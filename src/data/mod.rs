//! Release-log schema, the synthetic generator and CSV table I/O.

pub mod generator;
pub mod table;

pub use generator::{failure_logit, failure_probability, generate_releases, write_dataset};
pub use table::{load_table, Labels, ReleaseMeta, ReleaseTable};

use chrono::NaiveDateTime;
use serde::{Deserialize, Serialize};

pub const RELEASE_ID: &str = "release_id";
pub const RELEASE_DATETIME: &str = "release_datetime";
pub const MODULE: &str = "module";
pub const ENVIRONMENT: &str = "environment";
/// Label column written by the generator.
pub const DEPLOY_FAILED: &str = "deploy_failed";

/// Identifier columns carried into every predictions table.
pub const META_COLUMNS: [&str; 4] = [RELEASE_ID, RELEASE_DATETIME, MODULE, ENVIRONMENT];

pub const CATEGORICAL_FEATURES: [&str; 2] = [MODULE, ENVIRONMENT];

pub const NUMERICAL_FEATURES: [&str; 13] = [
    "commits",
    "lines_changed",
    "test_coverage",
    "defects_open",
    "prior_failed_deploys",
    "build_success_rate",
    "lead_time_days",
    "cycle_time_days",
    "code_smells",
    "vulnerabilities",
    "team_experience_years",
    "hour_of_day",
    "day_of_week",
];

pub const MODULES: [&str; 6] = [
    "core-banking",
    "payments",
    "risk-engine",
    "onboarding",
    "mobile-app",
    "internet-banking",
];

/// Deployment tiers in increasing order of risk weight.
pub const ENVIRONMENTS: [&str; 4] = ["dev", "qa", "staging", "prod"];

pub const DATETIME_FORMAT: &str = "%Y-%m-%d %H:%M:%S";

/// One release as written by the generator.
///
/// Field order is the CSV column order.
#[derive(Debug, Clone, PartialEq, Serialize, Deserialize)]
pub struct ReleaseRecord {
    pub release_id: u64,
    #[serde(with = "datetime_format")]
    pub release_datetime: NaiveDateTime,
    pub module: String,
    pub environment: String,
    pub commits: u32,
    pub lines_changed: u32,
    pub test_coverage: f64,
    pub defects_open: u32,
    pub prior_failed_deploys: u32,
    pub build_success_rate: f64,
    pub lead_time_days: f64,
    pub cycle_time_days: f64,
    pub code_smells: u32,
    pub vulnerabilities: u32,
    pub team_experience_years: f64,
    pub hour_of_day: u32,
    pub day_of_week: u32,
    pub deploy_failed: u8,
}

impl ReleaseRecord {
    /// Numeric signals in [`NUMERICAL_FEATURES`] order.
    pub fn numeric_signals(&self) -> [f64; 13] {
        [
            f64::from(self.commits),
            f64::from(self.lines_changed),
            self.test_coverage,
            f64::from(self.defects_open),
            f64::from(self.prior_failed_deploys),
            self.build_success_rate,
            self.lead_time_days,
            self.cycle_time_days,
            f64::from(self.code_smells),
            f64::from(self.vulnerabilities),
            self.team_experience_years,
            f64::from(self.hour_of_day),
            f64::from(self.day_of_week),
        ]
    }
}

mod datetime_format {
    use super::DATETIME_FORMAT;
    use chrono::NaiveDateTime;
    use serde::{Deserialize, Deserializer, Serializer};

    pub fn serialize<S: Serializer>(value: &NaiveDateTime, serializer: S) -> Result<S::Ok, S::Error> {
        serializer.collect_str(&value.format(DATETIME_FORMAT))
    }

    pub fn deserialize<'de, D: Deserializer<'de>>(deserializer: D) -> Result<NaiveDateTime, D::Error> {
        let raw = String::deserialize(deserializer)?;
        NaiveDateTime::parse_from_str(&raw, DATETIME_FORMAT).map_err(serde::de::Error::custom)
    }
}
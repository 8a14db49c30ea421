//! CLI command implementations for deployrisk.
//!
//! Available commands:
//! - **generate**: Write a synthetic release log
//! - **train**: Fit the risk model and write model and metrics artifacts
//! - **score**: Rank releases by predicted failure risk
//! - **explain**: Permutation importance, chart and the weekly summary
//! - **init**: Write the default configuration file

pub mod explain;
pub mod generate;
pub mod init;
pub mod score;
pub mod train;

pub use explain::{explain_releases, ExplainCommand};
pub use generate::{generate_dataset, GenerateCommand};
pub use init::init_config;
pub use score::{score_dataset, ScoreCommand};
pub use train::train_model;

use colored::Colorize;
use comfy_table::presets::UTF8_FULL;
use comfy_table::{ContentArrangement, Table};

use crate::scoring::Prediction;

fn heading(text: &str) {
    println!("{}", text.bold().underline());
}

fn percent(value: f64) -> String {
    format!("{:.1}%", value * 100.0)
}

fn styled_table(header: &[&str]) -> Table {
    let mut table = Table::new();
    table
        .load_preset(UTF8_FULL)
        .set_content_arrangement(ContentArrangement::Dynamic)
        .set_header(header.to_vec());
    table
}

/// Ranked predictions as a table, highest risk first.
fn predictions_table(rows: &[Prediction]) -> Table {
    let mut table = styled_table(&["#", "release", "datetime", "module", "environment", "risk"]);
    for (rank, p) in rows.iter().enumerate() {
        table.add_row(vec![
            (rank + 1).to_string(),
            p.release_id.to_string(),
            p.release_datetime.clone(),
            p.module.clone(),
            p.environment.clone(),
            percent(p.risk_score),
        ]);
    }
    table
}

..............................

Problem requirements: Line for line, the material above should be repeated exactly.

Answer box:
filename src/data/mod.rs
//! Release-log schema, the synthetic generator and CSV table I/O.

pub mod generator;
pub mod table;

pub use generator::{failure_logit, failure_probability, generate_releases, write_dataset};
pub use table::{load_table, Labels, ReleaseMeta, ReleaseTable};

use chrono::NaiveDateTime;
use serde::{Deserialize, Serialize};

pub const RELEASE_ID: &str = "release_id";
pub const RELEASE_DATETIME: &str = "release_datetime";
pub const MODULE: &str = "module";
pub const ENVIRONMENT: &str = "environment";
/// Label column written by the generator.
pub const DEPLOY_FAILED: &str = "deploy_failed";

/// Identifier columns carried into every predictions table.
pub const META_COLUMNS: [&str; 4] = [RELEASE_ID, RELEASE_DATETIME, MODULE, ENVIRONMENT];

pub const CATEGORICAL_FEATURES: [&str; 2] = [MODULE, ENVIRONMENT];

pub const NUMERICAL_FEATURES: [&str; 13] = [
    "commits",
    "lines_changed",
    "test_coverage",
    "defects_open",
    "prior_failed_deploys",
    "build_success_rate",
    "lead_time_days",
    "cycle_time_days",
    "code_smells",
    "vulnerabilities",
    "team_experience_years",
    "hour_of_day",
    "day_of_week",
];

pub const MODULES: [&str; 6] = [
    "core-banking",
    "payments",
    "risk-engine",
    "onboarding",
    "mobile-app",
    "internet-banking",
];

/// Deployment tiers in increasing order of risk weight.
pub const ENVIRONMENTS: [&str; 4] = ["dev", "qa", "staging", "prod"];

pub const DATETIME_FORMAT: &str = "%Y-%m-%d %H:%M:%S";

/// One release as written by the generator.
///
/// Field order is the CSV column order.
#[derive(Debug, Clone, PartialEq, Serialize, Deserialize)]
pub struct ReleaseRecord {
    pub release_id: u64,
    #[serde(with = "datetime_format")]
    pub release_datetime: NaiveDateTime,
    pub module: String,
    pub environment: String,
    pub commits: u32,
    pub lines_changed: u32,
    pub test_coverage: f64,
    pub defects_open: u32,
    pub prior_failed_deploys: u32,
    pub build_success_rate: f64,
    pub lead_time_days: f64,
    pub cycle_time_days: f64,
    pub code_smells: u32,
    pub vulnerabilities: u32,
    pub team_experience_years: f64,
    pub hour_of_day: u32,
    pub day_of_week: u32,
    pub deploy_failed: u8,
}

impl ReleaseRecord {
    /// Numeric signals in [`NUMERICAL_FEATURES`] order.
    pub fn numeric_signals(&self) -> [f64; 13] {
        [
            f64::from(self.commits),
            f64::from(self.lines_changed),
            self.test_coverage,
            f64::from(self.defects_open),
            f64::from(self.prior_failed_deploys),
            self.build_success_rate,
            self.lead_time_days,
            self.cycle_time_days,
            f64::from(self.code_smells),
            f64::from(self.vulnerabilities),
            self.team_experience_years,
            f64::from(self.hour_of_day),
            f64::from(self.day_of_week),
        ]
    }
}

mod datetime_format {
    use super::DATETIME_FORMAT;
    use chrono::NaiveDateTime;
    use serde::{Deserialize, Deserializer, Serializer};

    pub fn serialize<S: Serializer>(value: &NaiveDateTime, serializer: S) -> Result<S::Ok, S::Error> {
        serializer.collect_str(&value.format(DATETIME_FORMAT))
    }

    pub fn deserialize<'de, D: Deserializer<'de>>(deserializer: D) -> Result<NaiveDateTime, D::Error> {
        let raw = String::deserialize(deserializer)?;
        NaiveDateTime::parse_from_str(&raw, DATETIME_FORMAT).map_err(serde::de::Error::custom)
    }
}
repository 8a14db49c30ea421
//! CLI command implementations for deployrisk.
//!
//! Available commands:
//! - **generate**: Write a synthetic release log
//! - **train**: Fit the risk model and write model and metrics artifacts
//! - **score**: Rank releases by predicted failure risk
//! - **explain**: Permutation importance, chart and the weekly summary
//! - **init**: Write the default configuration file

pub mod explain;
pub mod generate;
pub mod init;
pub mod score;
pub mod train;

pub use explain::{explain_releases, ExplainCommand};
pub use generate::{generate_dataset, GenerateCommand};
pub use init::init_config;
pub use score::{score_dataset, ScoreCommand};
pub use train::train_model;

use colored::Colorize;
use comfy_table::presets::UTF8_FULL;
use comfy_table::{ContentArrangement, Table};

use crate::scoring::Prediction;

fn heading(text: &str) {
    println!("{}", text.bold().underline());
}

fn percent(value: f64) -> String {
    format!("{:.1}%", value * 100.0)
}

fn styled_table(header: &[&str]) -> Table {
    let mut table = Table::new();
    table
        .load_preset(UTF8_FULL)
        .set_content_arrangement(ContentArrangement::Dynamic)
        .set_header(header.to_vec());
    table
}

/// Ranked predictions as a table, highest risk first.
fn predictions_table(rows: &[Prediction]) -> Table {
    let mut table = styled_table(&["#", "release", "datetime", "module", "environment", "risk"]);
    for (rank, p) in rows.iter().enumerate() {
        table.add_row(vec![
            (rank + 1).to_string(),
            p.release_id.to_string(),
            p.release_datetime.clone(),
            p.module.clone(),
            p.environment.clone(),
            percent(p.risk_score),
        ]);
    }
    table
}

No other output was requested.